According to a recording of a Miami meeting of donors that was obtained by Florida Politics, DeSantis backers expressed concerns that the governor’s signing of a draconian six-week abortion ban in Florida could hurt his election chances.
“My Republican friends who have daughters and wives are upset,” one DeSantis supporter said. He added: “We need talking points.”
The reply from Team DeSantis revealed two things: They don’t think the abortion issue will hurt them majorly, and they think DeSantis’ age relative to President Joe Biden works in their favor.
The man who answered, identified by Florida Politics as pollster Ryan Tyson, was rather revealing when he claimed that DeSantis had given the “best position” a Republican could take in a Fox News interview last Thursday. As Florida Politics wrote in its coverage of that interview, DeSantis waffled on whether there should be a national ban on abortion.

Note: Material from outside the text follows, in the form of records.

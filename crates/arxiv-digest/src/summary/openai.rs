//! Generative summaries via an OpenAI-compatible chat completions API.

use async_trait::async_trait;
use reqwest::header::{HeaderMap, HeaderValue, AUTHORIZATION, CONTENT_TYPE};
use serde::{Deserialize, Serialize};
use std::time::Duration;

use super::prompts::{PromptManager, SYSTEM_PROMPT};
use super::Summarizer;
use crate::arxiv::Paper;
use crate::error::SummaryError;

/// Default API base.
pub const DEFAULT_BASE_URL: &str = "https://api.openai.com/v1";

/// Default model.
pub const DEFAULT_MODEL: &str = "gpt-4o-mini";

/// Settings for the OpenAI-compatible backend.
#[derive(Debug, Clone)]
pub struct OpenAiConfig {
    pub api_key: String,
    pub model: String,
    pub base_url: String,
    pub max_sentences: u32,
}

impl OpenAiConfig {
    #[must_use]
    pub fn new(api_key: impl Into<String>) -> Self {
        Self {
            api_key: api_key.into(),
            model: DEFAULT_MODEL.to_string(),
            base_url: DEFAULT_BASE_URL.to_string(),
            max_sentences: 3,
        }
    }

    #[must_use]
    pub fn with_model(mut self, model: impl Into<String>) -> Self {
        self.model = model.into();
        self
    }

    #[must_use]
    pub fn with_base_url(mut self, url: impl Into<String>) -> Self {
        self.base_url = url.into();
        self
    }
}

#[derive(Debug, Serialize)]
struct ChatRequest<'a> {
    model: &'a str,
    messages: Vec<ChatMessage>,
    temperature: f32,
    max_tokens: u32,
}

#[derive(Debug, Serialize, Deserialize)]
struct ChatMessage {
    role: String,
    content: Option<String>,
}

#[derive(Debug, Deserialize)]
struct ChatResponse {
    choices: Vec<ChatChoice>,
}

#[derive(Debug, Deserialize)]
struct ChatChoice {
    message: ChatMessage,
}

/// Summarizer backed by `/chat/completions`.
pub struct OpenAiSummarizer {
    config: OpenAiConfig,
    http: reqwest::Client,
    prompts: PromptManager,
}

impl OpenAiSummarizer {
    pub fn new(config: OpenAiConfig) -> Result<Self, SummaryError> {
        let http = reqwest::Client::builder()
            .timeout(Duration::from_secs(60))
            .build()
            .map_err(|e| SummaryError::Backend(format!("failed to build HTTP client: {e}")))?;
        Ok(Self {
            config,
            http,
            prompts: PromptManager::new()?,
        })
    }

    fn headers(&self) -> Result<HeaderMap, SummaryError> {
        let mut headers = HeaderMap::new();
        let bearer = HeaderValue::from_str(&format!("Bearer {}", self.config.api_key))
            .map_err(|e| SummaryError::Backend(format!("invalid API key header: {e}")))?;
        headers.insert(AUTHORIZATION, bearer);
        headers.insert(CONTENT_TYPE, HeaderValue::from_static("application/json"));
        Ok(headers)
    }
}

#[async_trait]
impl Summarizer for OpenAiSummarizer {
    fn name(&self) -> &'static str {
        "openai"
    }

    async fn summarize(&self, paper: &Paper) -> Result<String, SummaryError> {
        let prompt = self.prompts.render(
            "summarize",
            &serde_json::json!({
                "max_sentences": self.config.max_sentences,
                "title": paper.title,
                "authors": paper.author_line(5),
                "category": paper.primary_category,
                "abstract": paper.abstract_text,
            }),
        )?;

        let request = ChatRequest {
            model: &self.config.model,
            messages: vec![
                ChatMessage {
                    role: "system".to_string(),
                    content: Some(SYSTEM_PROMPT.to_string()),
                },
                ChatMessage {
                    role: "user".to_string(),
                    content: Some(prompt),
                },
            ],
            // Zero temperature keeps repeated runs stable.
            temperature: 0.0,
            max_tokens: 300,
        };

        let url = format!("{}/chat/completions", self.config.base_url.trim_end_matches('/'));
        tracing::debug!(id = %paper.id, model = %self.config.model, "Requesting summary");

        let response = self
            .http
            .post(&url)
            .headers(self.headers()?)
            .json(&request)
            .send()
            .await
            .map_err(|e| SummaryError::Backend(e.to_string()))?;

        if !response.status().is_success() {
            let status = response.status();
            let body = response.text().await.unwrap_or_default();
            let preview: String = body.chars().take(200).collect();
            return Err(SummaryError::Backend(format!("API error ({status}): {preview}")));
        }

        let parsed: ChatResponse = response
            .json()
            .await
            .map_err(|e| SummaryError::Backend(format!("unreadable response: {e}")))?;

        let text = parsed
            .choices
            .into_iter()
            .next()
            .and_then(|c| c.message.content)
            .map(|s| s.split_whitespace().collect::<Vec<_>>().join(" "))
            .unwrap_or_default();

        if text.is_empty() {
            return Err(SummaryError::Backend("empty completion".to_string()));
        }
        Ok(text)
    }
}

The exchange highlights how serious a problem abortion could be for DeSantis as a candidate. Ever since the Supreme Court overturned the constitutional right to abortion last year, Republicans have faced fierce blowback from voters — including in states as conservative as Kansas. In Florida, DeSantis has a Republican-led legislature that essentially does whatever he wants it to do. That has made it easy for him to sign revanchist laws, such as the six-week abortion ban — laws likely to be unpopular in states that aren’t as rigged to help Republicans.

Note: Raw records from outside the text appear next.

//! Polling scheduler for digest runs.
//!
//! The scheduler owns a list of `(trigger, job)` entries and is driven by a
//! single loop that wakes every `poll_interval`. Jobs run one at a time; a
//! trigger that falls due while another job is running fires once when the
//! loop next polls, and missed occurrences are not queued.

use async_trait::async_trait;
use chrono::{DateTime, Local, NaiveTime, TimeZone};
use std::future::Future;
use std::sync::Arc;
use std::time::Duration;

use crate::runner::DigestRunner;

/// Default poll period of the control loop.
pub const DEFAULT_POLL_INTERVAL: Duration = Duration::from_secs(60);

/// Lookback of every recurring digest job. Only the immediate test-mode run
/// uses a lookback of 0.
pub const SCHEDULED_LOOKBACK_DAYS: u32 = 1;

/// When an entry fires.
#[derive(Debug, Clone, Copy, PartialEq, Eq)]
pub enum Trigger {
    /// Every day at a local wall-clock time.
    DailyAt(NaiveTime),
    /// At a fixed period.
    Every(Duration),
}

impl Trigger {
    /// First firing time strictly after `after`.
    pub fn next_after<Tz: TimeZone>(&self, after: &DateTime<Tz>) -> Option<DateTime<Tz>> {
        match self {
            Self::DailyAt(time) => {
                let tz = after.timezone();
                let mut day = after.date_naive();
                // Two days covers a wall-clock time skipped by a DST change.
                for _ in 0..3 {
                    if let Some(candidate) = tz.from_local_datetime(&day.and_time(*time)).earliest() {
                        if candidate > *after {
                            return Some(candidate);
                        }
                    }
                    day = day.succ_opt()?;
                }
                None
            }
            Self::Every(period) => {
                let period = chrono::Duration::from_std(*period).ok()?;
                after.clone().checked_add_signed(period)
            }
        }
    }

    fn describe(&self) -> String {
        match self {
            Self::DailyAt(time) => format!("daily at {}", time.format("%H:%M")),
            Self::Every(period) => format!("every {}s", period.as_secs()),
        }
    }
}

/// Work fired by the scheduler.
#[async_trait]
pub trait Job: Send + Sync {
    /// Name used in logs.
    fn name(&self) -> &str;

    /// Run to completion; returns whether the run succeeded.
    async fn run(&self) -> bool;
}

/// Fires one digest run with a fixed lookback.
pub struct DigestJob {
    name: String,
    runner: Arc<DigestRunner>,
    lookback_days: u32,
}

impl DigestJob {
    #[must_use]
    pub fn new(name: impl Into<String>, runner: Arc<DigestRunner>, lookback_days: u32) -> Self {
        Self {
            name: name.into(),
            runner,
            lookback_days,
        }
    }
}

#[async_trait]
impl Job for DigestJob {
    fn name(&self) -> &str {
        &self.name
    }

    async fn run(&self) -> bool {
        self.runner.run(self.lookback_days).await.is_success()
    }
}

struct Entry {
    trigger: Trigger,
    job: Arc<dyn Job>,
    next_due: DateTime<Local>,
}

/// Explicit scheduler; no global registry.
pub struct Scheduler {
    entries: Vec<Entry>,
    poll_interval: Duration,
}

impl Scheduler {
    #[must_use]
    pub fn new(poll_interval: Duration) -> Self {
        Self {
            entries: Vec::new(),
            poll_interval,
        }
    }

    /// Register a job; its first firing is computed from `now`.
    pub fn add_at(&mut self, trigger: Trigger, job: Arc<dyn Job>, now: DateTime<Local>) -> &mut Self {
        // Fall back to a day out if the trigger cannot be resolved (date overflow).
        let next_due = trigger
            .next_after(&now)
            .unwrap_or_else(|| now + chrono::Duration::days(1));
        tracing::info!(
            job = job.name(),
            trigger = %trigger.describe(),
            next_due = %next_due.format("%Y-%m-%d %H:%M:%S"),
            "Scheduled job"
        );
        self.entries.push(Entry {
            trigger,
            job,
            next_due,
        });
        self
    }

    /// Register a job relative to the current local time.
    pub fn add(&mut self, trigger: Trigger, job: Arc<dyn Job>) -> &mut Self {
        self.add_at(trigger, job, Local::now())
    }

    /// Register the daily digest, plus a fast interval job when `test_interval` is set.
    pub fn add_digest_jobs(
        &mut self,
        runner: &Arc<DigestRunner>,
        daily_at: NaiveTime,
        test_interval: Option<Duration>,
        now: DateTime<Local>,
    ) -> &mut Self {
        if let Some(interval) = test_interval {
            self.add_at(
                Trigger::Every(interval),
                Arc::new(DigestJob::new("test-interval", Arc::clone(runner), SCHEDULED_LOOKBACK_DAYS)),
                now,
            );
        }
        self.add_at(
            Trigger::DailyAt(daily_at),
            Arc::new(DigestJob::new("daily", Arc::clone(runner), SCHEDULED_LOOKBACK_DAYS)),
            now,
        )
    }

    #[must_use]
    pub fn len(&self) -> usize {
        self.entries.len()
    }

    #[must_use]
    pub fn is_empty(&self) -> bool {
        self.entries.is_empty()
    }

    /// Earliest pending firing time.
    #[must_use]
    pub fn next_due(&self) -> Option<DateTime<Local>> {
        self.entries.iter().map(|e| e.next_due).min()
    }

    /// Jobs due at `now`, in registration order.
    ///
    /// Each returned entry is rescheduled strictly after `now`, so any
    /// occurrences missed while busy collapse into this one.
    pub fn take_due(&mut self, now: DateTime<Local>) -> Vec<Arc<dyn Job>> {
        let mut due = Vec::new();
        for entry in &mut self.entries {
            if entry.next_due > now {
                continue;
            }
            entry.next_due = entry
                .trigger
                .next_after(&now)
                .unwrap_or_else(|| now + chrono::Duration::days(1));
            due.push(Arc::clone(&entry.job));
        }
        due
    }

    /// Run every job that is due now, sequentially.
    pub async fn run_pending(&mut self) -> usize {
        let due = self.take_due(Local::now());
        let count = due.len();
        for job in due {
            tracing::debug!(job = job.name(), "Running scheduled job");
            let ok = job.run().await;
            tracing::debug!(job = job.name(), success = ok, "Scheduled job finished");
        }
        count
    }

    /// Poll until `shutdown` resolves.
    ///
    /// A job in progress is not interrupted; shutdown is observed between polls.
    pub async fn run_until<F>(mut self, shutdown: F)
    where
        F: Future<Output = ()>,
    {
        tokio::pin!(shutdown);
        if let Some(next) = self.next_due() {
            tracing::info!(
                jobs = self.entries.len(),
                next_due = %next.format("%Y-%m-%d %H:%M:%S"),
                "Scheduler started, press Ctrl+C to exit"
            );
        }

        loop {
            self.run_pending().await;
            tokio::select! {
                () = &mut shutdown => {
                    tracing::info!("Shutdown requested, scheduler stopped");
                    break;
                }
                () = tokio::time::sleep(self.poll_interval) => {}
            }
        }
    }
}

The leaked conversation doesn’t offer much consolation to any DeSantis supporters who might be worried on this front.
“I totally understand how difficult that is when you’re talking to a pro-choice donor. I get that,” someone on Team DeSantis says.
Tyson, the pollster, cited 80-year-old Biden’s age while seeking to downplay worries about DeSantis and abortion.
“If you are a voter in 2024, as we likely are in a historic recession, and you are choosing between a young candidate — Ron DeSantis — versus an octogenarian, and if you are voting on the issue of abortion as one of the top two issues for determining your vote for president, I would offer you that our data suggests that that person has a very high correlation with typical Democrat voting behavior,” he said.
There’s a lot to unpack there:
- There’s the assumption the U.S. will be facing a “historic recession” in 2024 (which some Republicans actually seem to want).
- There’s the notion that voters will favor a younger candidate on certain issues, even if — as is the case with DeSantis — the “young” candidate’s politics seem like they’re borrowed from the 19th century.
- And then there’s the extremely questionable determination that voters who prioritize abortion at the ballot box are mostly Democrats.
Given the risks of these calculations backfiring, it seems obvious why some Republicans are reluctant to place all their bets on DeSantis.